Wednesday, February 01, 2023

The Kids Are Alright

The College Board revises it’s African American studies course because old white people are upset.
The course has been popular among students in schools where it has been introduced. At Baton Rouge Magnet High School in Louisiana, so many students were interested that Emmitt Glynn is teaching it to two classes, instead of just the one he was originally planning. 
Earlier this week, his students read selections of "The Wretched of the Earth" by Frantz Fanon, which deals with the violence inherent in colonial societies. In a lively discussion, students connected the text to what they had learned about the conflict between colonizers and Native Americans, to the war in Ukraine and to police violence in Memphis, Tennessee. 

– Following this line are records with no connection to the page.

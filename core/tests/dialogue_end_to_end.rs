// core/tests/dialogue_end_to_end.rs
//
// Integration tests for the dialogue engine over small compiled corpora.
//
// Tests cover:
// - Exact question retrieval and the mismatch fallback
// - Same-session continuity bonus
// - Numeral and synonym folding on both corpus and input side
// - Context decay across turns and clearing
// - Persisting a conversation between engines

use std::sync::Arc;

use libchat_core::{
    ChatCorpus, ClauseAnalyzer, CommandTable, Config, DialogueEngine, DialoguePhase, DialogueState, Lexicon, Location,
    Model, ResponseBank, SynonymTable, WordSegmenter,
};

const WORDS: &[(&str, f64)] = &[
    ("你好", 120.0),
    ("天气", 80.0),
    ("怎么样", 60.0),
    ("明天", 50.0),
    ("下雨", 40.0),
    ("今年", 30.0),
    ("开心", 20.0),
    ("高兴", 25.0),
    ("我", 200.0),
    ("很", 150.0),
];

fn lexicon() -> Lexicon {
    let mut lexicon = Lexicon::new();
    for &(word, frequency) in WORDS {
        lexicon.set(&libchat_core::units::split_units(word), None, frequency);
    }
    lexicon
}

fn synonyms() -> SynonymTable {
    let mut table = SynonymTable::new();
    table.insert_group("高兴", &["开心"]);
    table
}

fn model(source: &str) -> Model {
    let config = Config::default();
    let lexicon = Arc::new(lexicon());
    let synonyms = Arc::new(synonyms());
    let analyzer = ClauseAnalyzer::new(WordSegmenter::from_config(lexicon.clone(), &config), synonyms.clone());
    let corpus = ChatCorpus::compile([("chats.txt", source)], &analyzer).expect("compile corpus");
    let responses = ResponseBank::compile([("chat_mismatch", "我没听懂")]);
    Model {
        lexicon,
        synonyms,
        corpus: Arc::new(corpus),
        responses: Some(Arc::new(responses)),
        config,
    }
}

fn engine(source: &str) -> DialogueEngine {
    let model = model(source);
    let commands = CommandTable::new(model.responses.clone()).with_seed(42);
    DialogueEngine::with_resolver(model, commands)
}

#[test]
fn greeting_is_answered() {
    let mut engine = engine("你好\n你好呀\n");
    assert_eq!(engine.phase(), DialoguePhase::NoContext);
    assert_eq!(engine.answer("你好"), "你好呀");
    assert_eq!(engine.state().last_match(), Some(Location::new(0, 0)));
    assert_eq!(engine.phase(), DialoguePhase::HasContext);
}

#[test]
fn unrelated_input_gets_the_mismatch_response() {
    let mut engine = engine("你好\n你好呀\n");
    let trace = engine.answer_with_trace("随便说点别的完全不相关的话");
    assert_eq!(trace.candidates, 0);
    assert_eq!(trace.matched, None);
    assert_eq!(trace.answer, "我没听懂");
    assert_eq!(engine.state().last_match(), None);
}

#[test]
fn full_width_punctuation_and_regions_do_not_matter() {
    let mut engine = engine("你好\n你好呀\n");
    assert_eq!(engine.answer("（小声）你好！"), "你好呀");
}

const WEATHER: &str = "明天下雨\n别出门\n\n天气怎么样\n晴天\n明天下雨\n带伞吧\n";

#[test]
fn equal_scores_keep_the_first_candidate() {
    let mut engine = engine(WEATHER);
    let trace = engine.answer_with_trace("明天下雨");
    assert_eq!(trace.matched, Some(Location::new(0, 0)));
    assert_eq!(trace.answer, "别出门");
}

#[test]
fn continuity_bonus_prefers_the_current_session() {
    let mut engine = engine(WEATHER);
    assert_eq!(engine.answer("天气怎么样"), "晴天");
    let trace = engine.answer_with_trace("明天下雨");
    assert_eq!(trace.matched, Some(Location::new(1, 1)));
    assert_eq!(trace.answer, "带伞吧");
    // three pairs share a context word
    assert_eq!(trace.candidates, 3);
    assert!(trace.score > 1.0);
}

#[test]
fn clearing_the_context_drops_the_bonus() {
    let mut engine = engine(WEATHER);
    engine.answer("天气怎么样");
    engine.clear_context();
    assert_eq!(engine.phase(), DialoguePhase::NoContext);
    assert_eq!(engine.answer("明天下雨"), "别出门");
}

#[test]
fn numerals_match_digits() {
    let mut engine = engine("我今年二十岁\n真年轻\n");
    let corpus = engine.model().corpus.clone();
    assert!(corpus.word_id("20").known().is_some());
    assert_eq!(engine.answer("我今年20岁"), "真年轻");
}

#[test]
fn synonyms_fold_on_both_sides() {
    let mut engine = engine("我很开心\n那太好了\n");
    assert!(engine.model().corpus.word_id("开心").known().is_none());
    let trace = engine.answer_with_trace("我很高兴");
    assert_eq!(trace.answer, "那太好了");
    assert!(trace.clauses[0].words.contains(&"高兴".to_string()));
}

#[test]
fn old_context_fades_out() {
    let mut engine = engine("你好\n你好呀\n");
    engine.answer("你好");
    for _ in 0..4 {
        engine.answer("鱻");
    }
    let trace = engine.answer_with_trace("鱻");
    // 1 / 4^5 is under the eviction threshold
    assert!(trace.context.is_empty());
    assert_eq!(trace.answer, "我没听懂");
}

#[test]
fn state_survives_a_new_engine() {
    let mut first = engine(WEATHER);
    first.answer("天气怎么样");
    let state: DialogueState = first.into_state();

    let path = std::env::temp_dir().join(format!(
        "libchat_dialogue_state_{}_{}.bin",
        std::process::id(),
        std::time::SystemTime::now()
            .duration_since(std::time::UNIX_EPOCH)
            .unwrap()
            .as_nanos()
    ));
    state.save_bincode(&path).expect("save state");
    let restored = DialogueState::load_bincode(&path).expect("load state");
    let _ = std::fs::remove_file(&path);

    let mut second = engine(WEATHER);
    second.set_state(restored);
    assert_eq!(second.answer("明天下雨"), "带伞吧");
}

#[test]
fn engines_share_one_model() {
    let model = model("你好\n你好呀\n");
    let mut a = DialogueEngine::new(model.clone());
    let mut b = DialogueEngine::new(model);
    assert_eq!(a.answer("你好"), "你好呀");
    assert_eq!(b.state().last_match(), None);
    assert_eq!(b.answer("你好"), "你好呀");
}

"We've been covering the gamut from the shores of Africa to where we are now in the 1930s, and we will continue on through history," Glynn said. He said he was proud to see the connections his students were making between the past and now. 

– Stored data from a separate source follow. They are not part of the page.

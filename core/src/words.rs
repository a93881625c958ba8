//! Word streams.
//!
//! The analysis pipeline after segmentation is a chain of decorators over a
//! [`WordStream`]: the numeral converter and the synonym canonicalizer each
//! wrap the stream below them and rewrite words as they pass.

/// A cursor over words.
pub trait WordStream {
    /// Consume and return the next word.
    fn next_word(&mut self) -> Option<String>;

    /// Return the next word without consuming it. Decorators that cannot
    /// look ahead return `None`.
    fn peek_word(&self) -> Option<String>;

    /// Skip up to `count` words and return how many were skipped.
    fn skip_words(&mut self, count: usize) -> usize;

    fn has_next(&self) -> bool;

    /// Drain the stream.
    fn collect_words(&mut self) -> Vec<String>
    where
        Self: Sized,
    {
        let mut out = Vec::new();
        while self.has_next() {
            match self.next_word() {
                Some(word) => out.push(word),
                None => break,
            }
        }
        out
    }
}

/// Stream over an owned list of words.
#[derive(Debug, Clone, Default)]
pub struct VecWordStream {
    words: Vec<String>,
    offset: usize,
}

impl VecWordStream {
    pub fn new(words: Vec<String>) -> Self {
        Self { words, offset: 0 }
    }
}

impl From<Vec<String>> for VecWordStream {
    fn from(words: Vec<String>) -> Self {
        Self::new(words)
    }
}

impl WordStream for VecWordStream {
    fn next_word(&mut self) -> Option<String> {
        let word = self.words.get(self.offset).cloned()?;
        self.offset += 1;
        Some(word)
    }

    fn peek_word(&self) -> Option<String> {
        self.words.get(self.offset).cloned()
    }

    fn skip_words(&mut self, count: usize) -> usize {
        let skipped = count.min(self.words.len() - self.offset);
        self.offset += skipped;
        skipped
    }

    fn has_next(&self) -> bool {
        self.offset < self.words.len()
    }
}
impl ChatCorpus {
    /// Compile `(name, text)` sources. Each source starts a fresh session.
    pub fn compile<I, N, T>(sources: I, analyzer: &ClauseAnalyzer) -> Result<Self>
    where
        I: IntoIterator<Item = (N, T)>,
        N: AsRef<str>,
        T: AsRef<str>,
    {
        let mut compiler = Compiler {
            analyzer,
            index: BTreeMap::new(),
            sessions: Vec::new(),
            current: Vec::new(),
        };
        for (name, text) in sources {
            compiler.add_source(name.as_ref(), text.as_ref())?;
        }
        let corpus = compiler.finish();
        info!(
            words = corpus.vocabulary.len(),
            sessions = corpus.sessions.len(),
            pairs = corpus.pair_count(),
            "compiled chat corpus"
        );
        Ok(corpus)
    }

    /// Look a word up in the sorted vocabulary.
    pub fn word_id(&self, word: &str) -> WordId {
        match self.vocabulary.binary_search_by(|w| w.as_str().cmp(word)) {
            Ok(id) => WordId::Known(id as u32),
            Err(_) if is_numeric(word) => WordId::Numeric,
            Err(_) => WordId::Unknown,
        }
    }

    pub fn word(&self, id: u32) -> Option<&str> {
        self.vocabulary.get(id as usize).map(String::as_str)
    }

    /// Pairs whose question contains word `id`, in ascending order.
    pub fn postings(&self, id: u32) -> &[Location] {
        self.postings.get(id as usize).map(Vec::as_slice).unwrap_or(&[])
    }

    pub fn session(&self, id: u32) -> Option<&ChatSession> {
        self.sessions.get(id as usize)
    }

    pub fn pair(&self, location: Location) -> Option<&ChatPair> {
        self.session(location.session)?.pairs.get(location.pair as usize)
    }

    /// Union of the postings of `words`.
    pub fn candidates<I: IntoIterator<Item = u32>>(&self, words: I) -> BTreeSet<Location> {
        words
            .into_iter()
            .flat_map(|id| self.postings(id).iter().copied())
            .collect()
    }

    pub fn word_count(&self) -> usize {
        self.vocabulary.len()
    }

    pub fn session_count(&self) -> usize {
        self.sessions.len()
    }

    pub fn pair_count(&self) -> usize {
        self.sessions.iter().map(|s| s.pairs.len()).sum()
    }

    pub fn read_from<R: BufRead>(reader: &mut R) -> Result<Self> {
        let word_count = codec::read_count_be(reader, FORMAT)?;
        let mut vocabulary: Vec<String> = Vec::with_capacity(word_count.min(1 << 16));
        let mut postings = Vec::with_capacity(word_count.min(1 << 16));
        for _ in 0..word_count {
            let word = codec::read_gbkz(reader)?;
            if let Some(previous) = vocabulary.last() {
                if previous.as_str() >= word.as_str() {
                    return Err(Error::corrupt(FORMAT, format!("vocabulary not ascending at {word:?}")));
                }
            }
            let posting_count = codec::read_count_be(reader, FORMAT)?;
            let mut list = Vec::with_capacity(posting_count.min(1 << 16));
            for _ in 0..posting_count {
                let session = codec::read_count_be(reader, FORMAT)?;
                let pair = codec::read_u8(reader)?;
                list.push(Location::new(session as u32, pair));
            }
            vocabulary.push(word);
            postings.push(list);
        }

        let session_count = codec::read_count_be(reader, FORMAT)?;
        let mut sessions = Vec::with_capacity(session_count.min(1 << 16));
        for _ in 0..session_count {
            let pair_count = codec::read_u8(reader)?;
            let mut pairs = Vec::with_capacity(pair_count as usize);
            for _ in 0..pair_count {
                let clause_count = codec::read_u8(reader)?;
                let mut vectors = Vec::with_capacity(clause_count as usize);
                for _ in 0..clause_count {
                    vectors.push(read_clause(reader, word_count)?);
                }
                let answer = codec::read_gbkz(reader)?;
                pairs.push(ChatPair {
                    question: FrequencyVectorSet::new(vectors),
                    answer,
                });
            }
            sessions.push(ChatSession { pairs });
        }
        if codec::peek_u8(reader)?.is_some() {
            return Err(Error::corrupt(FORMAT, "trailing bytes after last session"));
        }

        let corpus = ChatCorpus {
            vocabulary,
            postings,
            sessions,
        };
        for (id, list) in corpus.postings.iter().enumerate() {
            if let Some(bad) = list.iter().find(|&&loc| corpus.pair(loc).is_none()) {
                return Err(Error::corrupt(
                    FORMAT,
                    format!("posting {bad:?} of word {:?} has no pair", corpus.vocabulary[id]),
                ));
            }
        }
        Ok(corpus)
    }

    pub fn write_to<W: Write>(&self, writer: &mut W) -> Result<()> {
        codec::write_i32_be(writer, codec::count_to_i32("word count", self.vocabulary.len())?)?;
        for (word, list) in self.vocabulary.iter().zip(&self.postings) {
            codec::write_gbkz(writer, word)?;
            codec::write_i32_be(writer, codec::count_to_i32("posting count", list.len())?)?;
            for location in list {
                codec::write_i32_be(writer, codec::count_to_i32("session id", location.session as usize)?)?;
                codec::write_u8(writer, location.pair)?;
            }
        }

        codec::write_i32_be(writer, codec::count_to_i32("session count", self.sessions.len())?)?;
        for session in &self.sessions {
            Error::check_width("pair count", session.pairs.len(), u8::MAX as usize)?;
            codec::write_u8(writer, session.pairs.len() as u8)?;
            for pair in &session.pairs {
                let vectors = pair.question.vectors();
                Error::check_width("clause count", vectors.len(), u8::MAX as usize)?;
                codec::write_u8(writer, vectors.len() as u8)?;
                for vector in vectors {
                    write_clause(writer, vector)?;
                }
                codec::write_gbkz(writer, &pair.answer)?;
            }
        }
        Ok(())
    }

    pub fn load_file<P: AsRef<Path>>(path: P) -> Result<Self> {
        let path = path.as_ref();
        let mut reader = BufReader::new(File::open(path)?);
        let corpus = Self::read_from(&mut reader)?;
        info!(
            path = %path.display(),
            words = corpus.word_count(),
            sessions = corpus.session_count(),
            "loaded chat corpus"
        );
        Ok(corpus)
    }

    pub fn save_file<P: AsRef<Path>>(&self, path: P) -> Result<()> {
        let path = path.as_ref();
        let mut writer = BufWriter::new(File::create(path)?);
        self.write_to(&mut writer)?;
        writer.flush()?;
        info!(path = %path.display(), words = self.word_count(), "saved chat corpus");
        Ok(())
    }
}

For Malina Ouyang, 17, taking the class helped fill gaps in what she has been taught. "Taking this class," she said, "I realized how much is not said in other classes." 
Matthew Evans, 16, said the class has educated him on a multitude of perspectives on Black history. He said the political controversy is just "a distraction." 

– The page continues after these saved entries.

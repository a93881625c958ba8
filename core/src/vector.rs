//! Sparse word-frequency vectors and their similarity measures.
//!
//! Corpus questions are stored as one [`FrequencyVector`] per clause with
//! integer counts, grouped into a [`FrequencyVectorSet`]. The dialogue
//! context is a [`WeightedVector`] with decaying `f64` weights.

use std::cell::Cell;
use std::collections::BTreeMap;

use serde::{Deserialize, Serialize};

/// Word counts of one clause, keyed by corpus word id.
#[derive(Debug, Clone, PartialEq, Eq, Default, Serialize, Deserialize)]
pub struct FrequencyVector {
    text: String,
    counts: BTreeMap<u32, u32>,
    norm_squared: u64,
}

impl FrequencyVector {
    /// Build a vector, computing its squared norm.
    pub fn new(text: impl Into<String>, counts: BTreeMap<u32, u32>) -> Self {
        let norm_squared = Self::norm_of(&counts);
        Self {
            text: text.into(),
            counts,
            norm_squared,
        }
    }

    /// Build a vector from a stored squared norm. Returns `None` when the norm
    /// disagrees with the counts.
    pub fn with_norm(text: impl Into<String>, counts: BTreeMap<u32, u32>, norm_squared: u64) -> Option<Self> {
        (Self::norm_of(&counts) == norm_squared).then(|| Self {
            text: text.into(),
            counts,
            norm_squared,
        })
    }

    fn norm_of(counts: &BTreeMap<u32, u32>) -> u64 {
        counts.values().map(|&c| u64::from(c) * u64::from(c)).sum()
    }

    /// The clause text the vector was built from.
    pub fn text(&self) -> &str {
        &self.text
    }

    pub fn counts(&self) -> &BTreeMap<u32, u32> {
        &self.counts
    }

    pub fn count(&self, word: u32) -> u32 {
        self.counts.get(&word).copied().unwrap_or(0)
    }

    pub fn norm_squared(&self) -> u64 {
        self.norm_squared
    }

    pub fn is_empty(&self) -> bool {
        self.counts.is_empty()
    }

    /// Cosine of the angle between two vectors, 0 if either is empty.
    pub fn cosine(&self, other: &FrequencyVector) -> f64 {
        if self.norm_squared == 0 || other.norm_squared == 0 {
            return 0.0;
        }
        let dot: u64 = self
            .counts
            .iter()
            .map(|(word, &c)| u64::from(c) * u64::from(other.count(*word)))
            .sum();
        dot as f64 / ((self.norm_squared as f64) * (other.norm_squared as f64)).sqrt()
    }
}

/// The clause vectors of one question, together with the question's total
/// character length.
#[derive(Debug, Clone, PartialEq, Eq, Default, Serialize, Deserialize)]
pub struct FrequencyVectorSet {
    vectors: Vec<FrequencyVector>,
    total_length: usize,
}

impl FrequencyVectorSet {
    /// The total length is the sum of the clause lengths in characters.
    pub fn new(vectors: Vec<FrequencyVector>) -> Self {
        let total_length = vectors.iter().map(|v| v.text.chars().count()).sum();
        Self { vectors, total_length }
    }

    pub fn vectors(&self) -> &[FrequencyVector] {
        &self.vectors
    }

    pub fn total_length(&self) -> usize {
        self.total_length
    }

    pub fn len(&self) -> usize {
        self.vectors.len()
    }

    pub fn is_empty(&self) -> bool {
        self.vectors.is_empty()
    }

    /// Best clause-for-clause similarity between two questions.
    ///
    /// Every clause pair `(i, j)` scores `cosine(a_i, b_j)` weighted by
    /// `(len a_i + len b_j) / (total a + total b)`. Each clause of `self` is
    /// then matched with at most one unused clause of `other`, and the
    /// assignment with the largest summed score wins.
    pub fn similarity(&self, other: &FrequencyVectorSet) -> f64 {
        let total = (self.total_length + other.total_length) as f64;
        if total == 0.0 || self.is_empty() || other.is_empty() {
            return 0.0;
        }
        let columns = other.vectors.len();
        let weights: Vec<f64> = self
            .vectors
            .iter()
            .flat_map(|a| {
                let a_len = a.text.chars().count();
                other.vectors.iter().map(move |b| {
                    let b_len = b.text.chars().count();
                    a.cosine(b) * (a_len + b_len) as f64 / total
                })
            })
            .collect();
        best_assignment(&weights, self.vectors.len(), columns)
    }
}

/// Maximum-weight assignment of rows to distinct columns over a row-major
/// `rows x columns` matrix, in `O(n^3)` for `n = max(rows, columns)`.
///
/// A row may stay unassigned: negative weights count as 0 and the matrix is
/// padded square with zero cells, so a skip and a zero cell are the same.
fn best_assignment(weights: &[f64], rows: usize, columns: usize) -> f64 {
    let n = rows.max(columns);
    if n == 0 {
        return 0.0;
    }
    let cost = |i: usize, j: usize| {
        if i < rows && j < columns {
            -weights[i * columns + j].max(0.0)
        } else {
            0.0
        }
    };

    // potentials and matching are 1-based; index 0 is the virtual column
    let mut u = vec![0.0; n + 1];
    let mut v = vec![0.0; n + 1];
    let mut owner = vec![0usize; n + 1];
    let mut way = vec![0usize; n + 1];
    for i in 1..=n {
        owner[0] = i;
        let mut j0 = 0;
        let mut min_slack = vec![f64::INFINITY; n + 1];
        let mut visited = vec![false; n + 1];
        loop {
            visited[j0] = true;
            let i0 = owner[j0];
            let mut delta = f64::INFINITY;
            let mut j1 = 0;
            for j in 1..=n {
                if visited[j] {
                    continue;
                }
                let slack = cost(i0 - 1, j - 1) - u[i0] - v[j];
                if slack < min_slack[j] {
                    min_slack[j] = slack;
                    way[j] = j0;
                }
                if min_slack[j] < delta {
                    delta = min_slack[j];
                    j1 = j;
                }
            }
            for j in 0..=n {
                if visited[j] {
                    u[owner[j]] += delta;
                    v[j] -= delta;
                } else {
                    min_slack[j] -= delta;
                }
            }
            j0 = j1;
            if owner[j0] == 0 {
                break;
            }
        }
        while j0 != 0 {
            let j1 = way[j0];
            owner[j0] = owner[j1];
            j0 = j1;
        }
    }

    (1..=n)
        .filter(|&j| owner[j] != 0)
        .map(|j| -cost(owner[j] - 1, j - 1))
        .sum()
}

/// Sparse vector with `f64` weights and a lazily computed norm.
#[derive(Debug, Clone, Default, Serialize, Deserialize)]
pub struct WeightedVector {
    weights: BTreeMap<u32, f64>,
    #[serde(skip)]
    norm_squared: Cell<Option<f64>>,
}

impl PartialEq for WeightedVector {
    fn eq(&self, other: &Self) -> bool {
        self.weights == other.weights
    }
}

impl WeightedVector {
    pub fn new() -> Self {
        Self::default()
    }

    /// Add `weight` to the entry for `word`.
    pub fn merge(&mut self, word: u32, weight: f64) {
        *self.weights.entry(word).or_insert(0.0) += weight;
        self.norm_squared.set(None);
    }

    /// Add every count of a clause vector.
    pub fn merge_counts(&mut self, vector: &FrequencyVector) {
        for (&word, &count) in &vector.counts {
            self.merge(word, f64::from(count));
        }
    }

    /// Add every clause of a question.
    pub fn merge_set(&mut self, set: &FrequencyVectorSet) {
        for vector in &set.vectors {
            self.merge_counts(vector);
        }
    }

    /// Divide every weight by `divisor` and drop entries below `threshold`.
    pub fn decay(&mut self, divisor: f64, threshold: f64) {
        self.weights.retain(|_, w| {
            *w /= divisor;
            *w >= threshold
        });
        self.norm_squared.set(None);
    }

    pub fn weight(&self, word: u32) -> f64 {
        self.weights.get(&word).copied().unwrap_or(0.0)
    }

    pub fn words(&self) -> impl Iterator<Item = u32> + '_ {
        self.weights.keys().copied()
    }

    pub fn iter(&self) -> impl Iterator<Item = (u32, f64)> + '_ {
        self.weights.iter().map(|(&k, &v)| (k, v))
    }

    pub fn len(&self) -> usize {
        self.weights.len()
    }

    pub fn is_empty(&self) -> bool {
        self.weights.is_empty()
    }

    pub fn clear(&mut self) {
        self.weights.clear();
        self.norm_squared.set(Some(0.0));
    }

    pub fn norm_squared(&self) -> f64 {
        if let Some(norm) = self.norm_squared.get() {
            return norm;
        }
        let norm = self.weights.values().map(|w| w * w).sum();
        self.norm_squared.set(Some(norm));
        norm
    }

    /// Cosine of the angle between two vectors, 0 if either is empty.
    pub fn cosine(&self, other: &WeightedVector) -> f64 {
        let norms = self.norm_squared() * other.norm_squared();
        if norms == 0.0 {
            return 0.0;
        }
        let (small, large) = if self.len() <= other.len() {
            (self, other)
        } else {
            (other, self)
        };
        let dot: f64 = small.iter().map(|(word, w)| w * large.weight(word)).sum();
        dot / norms.sqrt()
    }
}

"Any time you want to try to silence something, you will only make someone want to learn about it even more," he said.
The Lovely Wife and I have noted (to each other) that we were never taught about the Tulsa Massacre, and were taught the Unpleasantness Between the States (it was actually presented as “The War Between the States”) was about states’ rights, and not anything else.

Knowledge will be neither suppressed nor denied, IOW. I suppose we should be grateful to Florida for wanting us all to be ignorant. Ignorance is really not as popular as it seems to be.